A Polícia Civil informou que os adolescentes suspeitos de envolvimento na morte do cão comunitário Orelha, em Florianópolis, já teriam tentado afogar outro cachorro na região da Praia Brava. O animal, conhecido como Caramelo, costumava circular junto com Orelha e chegou a ser levado ao mar pelos suspeitos, mas conseguiu escapar.
Segundo informações divulgadas pelo portal g1, após o episódio, Caramelo acabou sendo adotado pelo delegado-geral da Polícia Civil de Santa Catarina, Ulisses Gabriel. O caso é investigado como maus-tratos a animais.
Na segunda-feira (26), a Polícia Civil cumpriu três mandados de busca e apreensão em endereços ligados aos investigados. Quatro adolescentes foram identificados como suspeitos das agressões que resultaram na morte de Orelha.
De acordo com o delegado Ulisses Gabriel, dois dos suspeitos estão em Florianópolis e foram alvos da operação. Os outros dois estão em viagem aos Estados Unidos, com retorno previsto para a próxima semana. A Polícia Civil informou que prepara um esquema especial de segurança para o desembarque dos adolescentes no aeroporto, devido à possibilidade de manifestações.
Segundo a corporação, os jovens participam de uma excursão à Disney com mais de 100 pessoas. A Polícia demonstrou preocupação com a segurança dos demais integrantes da viagem, que não têm relação com o caso.

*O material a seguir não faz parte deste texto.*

//! Utility types shared by the gzip wrappers.

use std::io::{self, IoSlice, Write};

/// Sink used by counting encoders when callers do not provide a writer.
///
/// All written bytes are discarded; only the length survives in the wrapping
/// counter.
#[derive(Clone, Copy, Debug, Default)]
pub struct CountingSink;

impl Write for CountingSink {
    fn write(&mut self, buf: &[u8]) -> io::Result<usize> {
        Ok(buf.len())
    }

    fn write_vectored(&mut self, bufs: &[IoSlice<'_>]) -> io::Result<usize> {
        Ok(bufs.iter().map(|slice| slice.len()).sum())
    }

    fn flush(&mut self) -> io::Result<()> {
        Ok(())
    }
}

pub(crate) struct CountingWriter<W> {
    inner: W,
    bytes: u64,
}

impl<W> CountingWriter<W> {
    pub(crate) fn new(inner: W) -> Self {
        Self { inner, bytes: 0 }
    }

    pub(crate) fn bytes(&self) -> u64 {
        self.bytes
    }

    pub(crate) fn into_parts(self) -> (W, u64) {
        (self.inner, self.bytes)
    }
}

impl<W> Write for CountingWriter<W>
where
    W: Write,
{
    fn write(&mut self, buf: &[u8]) -> io::Result<usize> {
        let written = self.inner.write(buf)?;
        self.bytes = self.bytes.saturating_add(written as u64);
        Ok(written)
    }

    fn write_vectored(&mut self, bufs: &[IoSlice<'_>]) -> io::Result<usize> {
        let written = self.inner.write_vectored(bufs)?;
        self.bytes = self.bytes.saturating_add(written as u64);
        Ok(written)
    }

    fn flush(&mut self) -> io::Result<()> {
        self.inner.flush()
    }
}
//! Versioned document schema.
//!
//! Every scalar field of the on-disk format carries an `(introducedIn,
//! retiredIn)` window. Importers read a tag only when the document version
//! falls inside the window; exporters emit a tag only when the requested
//! output version does. Tags outside the known set are a schema violation.

use serde_yaml::{Mapping, Value};

use crate::error::{Error, ErrorKind, Result};
use crate::version::Version;

pub(crate) mod tags {
    pub const VERSION: &str = "Version";
    pub const TYPE: &str = "Type";
    pub const NUMBER_OF_RESOURCES: &str = "NumberOfResources";
    pub const TOTAL_UNCOMPRESSED: &str = "TotalResourceSizeUncompressed";
    pub const TOTAL_COMPRESSED: &str = "TotalResourceSizeCompressed";
    pub const RESOURCES: &str = "Resources";
    pub const RESOURCE_GROUP: &str = "ResourceGroup";
    pub const CHUNK_SIZE: &str = "ChunkSize";
    pub const REMOVED_RESOURCES: &str = "RemovedResources";

    pub const RELATIVE_PATH: &str = "RelativePath";
    pub const PREFIX: &str = "Prefix";
    pub const LOCATION: &str = "Location";
    pub const CHECKSUM: &str = "Checksum";
    pub const UNCOMPRESSED_SIZE: &str = "UncompressedSize";
    pub const COMPRESSED_SIZE: &str = "CompressedSize";
    pub const BINARY_OPERATION: &str = "BinaryOperation";
    pub const TARGET_RELATIVE_PATH: &str = "TargetRelativePath";
    pub const DATA_OFFSET: &str = "DataOffset";
    pub const SOURCE_OFFSET: &str = "SourceOffset";
    pub const MATCH_LENGTH: &str = "MatchLength";
}

/// Version window of a document field.
#[derive(Clone, Copy, Debug)]
pub(crate) struct FieldWindow {
    pub introduced: Version,
    pub retired: Option<Version>,
}

impl FieldWindow {
    const fn from(introduced: Version) -> Self {
        Self {
            introduced,
            retired: None,
        }
    }

    /// Reports whether a document of `version` carries this field.
    pub fn contains(self, version: Version) -> bool {
        version >= self.introduced && self.retired.map_or(true, |retired| version < retired)
    }
}

const V0_0_0: Version = Version::new(0, 0, 0);
const V0_1_0: Version = Version::new(0, 1, 0);
const V0_2_0: Version = Version::new(0, 2, 0);

/// Returns the version window of a known tag.
pub(crate) fn window(tag: &str) -> FieldWindow {
    match tag {
        tags::VERSION => FieldWindow::from(V0_0_0),
        tags::PREFIX | tags::BINARY_OPERATION => FieldWindow::from(V0_2_0),
        _ => FieldWindow::from(V0_1_0),
    }
}

pub(crate) fn key(tag: &str) -> Value {
    Value::String(tag.to_owned())
}

pub(crate) fn get<'a>(map: &'a Mapping, tag: &str) -> Option<&'a Value> {
    map.get(&key(tag))
}

pub(crate) fn malformed(tag: &str) -> Error {
    Error::with_info(ErrorKind::MalformedResourceGroup, tag)
}

/// Reads a required string field that is inside the document window.
pub(crate) fn required_str<'a>(map: &'a Mapping, tag: &str) -> Result<&'a str> {
    get(map, tag)
        .and_then(Value::as_str)
        .ok_or_else(|| malformed(tag))
}

/// Reads a required unsigned field that is inside the document window.
pub(crate) fn required_u64(map: &Mapping, tag: &str) -> Result<u64> {
    get(map, tag)
        .and_then(Value::as_u64)
        .ok_or_else(|| malformed(tag))
}

/// Reads an optional unsigned field; a present-but-non-numeric value is a
/// schema violation.
pub(crate) fn optional_u64(map: &Mapping, tag: &str) -> Result<Option<u64>> {
    match get(map, tag) {
        None => Ok(None),
        Some(value) => value.as_u64().map(Some).ok_or_else(|| malformed(tag)),
    }
}

/// Rejects any key of `map` outside `allowed`.
pub(crate) fn reject_unknown_tags(map: &Mapping, allowed: &[&str]) -> Result<()> {
    for (tag, _value) in map {
        let known = tag
            .as_str()
            .is_some_and(|name| allowed.contains(&name));
        if !known {
            return Err(Error::with_info(
                ErrorKind::MalformedResourceGroup,
                format!("unknown tag {tag:?}"),
            ));
        }
    }
    Ok(())
}

/// Inserts `tag: value` when the tag's window covers `version`.
pub(crate) fn emit(map: &mut Mapping, tag: &str, version: Version, value: Value) {
    if window(tag).contains(version) {
        map.insert(key(tag), value);
    }
}

#[cfg(test)]
mod tests {
    use super::*;

    #[test]
    fn windows_follow_the_schema_table() {
        assert!(window(tags::VERSION).contains(Version::ZERO));
        assert!(!window(tags::RESOURCES).contains(Version::ZERO));
        assert!(window(tags::RESOURCES).contains(V0_1_0));
        assert!(!window(tags::PREFIX).contains(V0_1_0));
        assert!(window(tags::PREFIX).contains(V0_2_0));
    }

    #[test]
    fn emit_respects_the_output_window() {
        let mut map = Mapping::new();
        emit(&mut map, tags::PREFIX, V0_1_0, Value::String("res".into()));
        assert!(map.is_empty());
        emit(&mut map, tags::PREFIX, V0_2_0, Value::String("res".into()));
        assert_eq!(required_str(&map, tags::PREFIX).unwrap(), "res");
    }

    #[test]
    fn unknown_tags_are_rejected() {
        let mut map = Mapping::new();
        map.insert(key("Surprise"), Value::Null);
        let error = reject_unknown_tags(&map, &[tags::VERSION]).unwrap_err();
        assert_eq!(error.kind(), ErrorKind::MalformedResourceGroup);
    }

    #[test]
    fn optional_u64_distinguishes_absent_from_malformed() {
        let mut map = Mapping::new();
        assert_eq!(optional_u64(&map, tags::TOTAL_COMPRESSED).unwrap(), None);
        map.insert(key(tags::TOTAL_COMPRESSED), Value::String("no".into()));
        assert!(optional_u64(&map, tags::TOTAL_COMPRESSED).is_err());
    }
}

A data exata de chegada dos suspeitos ao Brasil não foi divulgada.
O cão Orelha tinha cerca de 10 anos e era um dos mascotes comunitários da Praia Brava, sendo alimentado e cuidado por moradores da região. Em nota divulgada no último dia 16, a Associação de Moradores destacou que o animal fazia parte do cotidiano do bairro e simbolizava a convivência e o cuidado coletivo com os animais.
Orelha desapareceu recentemente e foi encontrado dias depois, caído e agonizando. Ele foi levado a uma clínica veterinária por uma moradora, mas, devido à gravidade das lesões, acabou sendo submetido à eutanásia.
As investigações avançaram a partir da análise de imagens de câmeras de segurança e depoimentos de moradores. A Polícia também apura uma denúncia de que um policial civil, supostamente pai de um dos suspeitos, teria coagido uma testemunha. A delegada responsável pelo caso confirmou a apuração da denúncia, mas negou qualquer envolvimento de agente de segurança no crime em si.
O caso gerou forte comoção e mobilização social. Moradores, protetores de animais e ONGs realizaram protestos pedindo justiça pela morte de Orelha. Manifestações também ganharam repercussão nas redes sociais, com artistas cobrando providências das autoridades.